Saved entries:
>>>

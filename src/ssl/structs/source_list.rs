use serde::{Deserialize, Serialize};

/// Ordered list where `set` replaces everything and `add` appends.
#[derive(Serialize, Deserialize, Debug, Clone, PartialEq, Eq, Hash)]
#[serde(transparent)]
pub struct SourceList<T> {
    pub(crate) entries: Vec<T>,
}
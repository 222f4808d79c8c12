use crate::ssl::enums::context_config_error::ContextConfigError;
use crate::ssl::ssl::{join_names, PROCESS_BASELINE, SERVER_CIPHERS, SERVER_CIPHERSUITES, SERVER_SIGALGS};
use crate::ssl::structs::security_baseline::SecurityBaseline;
use std::sync::Arc;

impl SecurityBaseline {
    /// The baseline shared by the whole process, computed on first use.
    pub fn process() -> Arc<SecurityBaseline> {
        Arc::clone(&PROCESS_BASELINE)
    }

    pub(crate) fn canonical() -> Self {
        Self {
            ciphers: join_names(SERVER_CIPHERS),
            ciphersuites: join_names(SERVER_CIPHERSUITES),
            sigalgs: join_names(SERVER_SIGALGS),
        }
    }

    /// Builds a baseline from explicit name lists, e.g. for a hardened
    /// deployment or for tests. None of the lists may be empty.
    pub fn from_lists(
        ciphers: &[&str],
        ciphersuites: &[&str],
        sigalgs: &[&str],
    ) -> Result<Self, ContextConfigError> {
        if ciphers.is_empty() {
            return Err(ContextConfigError::EmptyPolicyString("cipher"));
        }
        if ciphersuites.is_empty() {
            return Err(ContextConfigError::EmptyPolicyString("ciphersuite"));
        }
        if sigalgs.is_empty() {
            return Err(ContextConfigError::EmptyPolicyString("sigalg"));
        }
        Ok(Self {
            ciphers: join_names(ciphers),
            ciphersuites: join_names(ciphersuites),
            sigalgs: join_names(sigalgs),
        })
    }

    pub fn ciphers(&self) -> &str {
        &self.ciphers
    }

    pub fn ciphersuites(&self) -> &str {
        &self.ciphersuites
    }

    pub fn sigalgs(&self) -> &str {
        &self.sigalgs
    }
}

<<<

### WHAT THE EXERCISE ASKS
Search the lines above for the string "Deserialize", then show every one that has it.

### SOLUTION TO THIS TASK
use serde::{Deserialize, Serialize};
#[derive(Serialize, Deserialize, Debug, Clone, PartialEq, Eq, Hash)]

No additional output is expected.